| Exercise |
Please keep to the lines below from the one with "pub mod store;" through the one with "pub use management::EntityTypeManagement;", and restate them word for word, ends included.

| Supplied data |
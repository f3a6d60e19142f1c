// crates/agent-entities-core/src/runtime/mod.rs
// ============================================================================
// Module: Agent Entities Runtime
// Description: Management collaborators and the in-memory backend.
// Purpose: Drive entity type workflows against any EntityTypesApi.
// Dependencies: crate::{core, interfaces}
// ============================================================================

//! ## Overview
//! The runtime hosts the two management collaborators that print results to
//! a caller-supplied writer, plus a deterministic in-memory implementation
//! of [`crate::EntityTypesApi`].

// ============================================================================
// SECTION: Submodules
// ============================================================================

pub mod management;
pub mod store;

// ============================================================================
// SECTION: Re-Exports
// ============================================================================

pub use management::EntityManagement;
pub use management::EntityTypeManagement;
pub use management::ManagementError;
pub use store::InMemoryEntityTypes;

| Answer |
pub mod store;

// ============================================================================
// SECTION: Re-Exports
// ============================================================================

pub use management::EntityManagement;
pub use management::EntityTypeManagement;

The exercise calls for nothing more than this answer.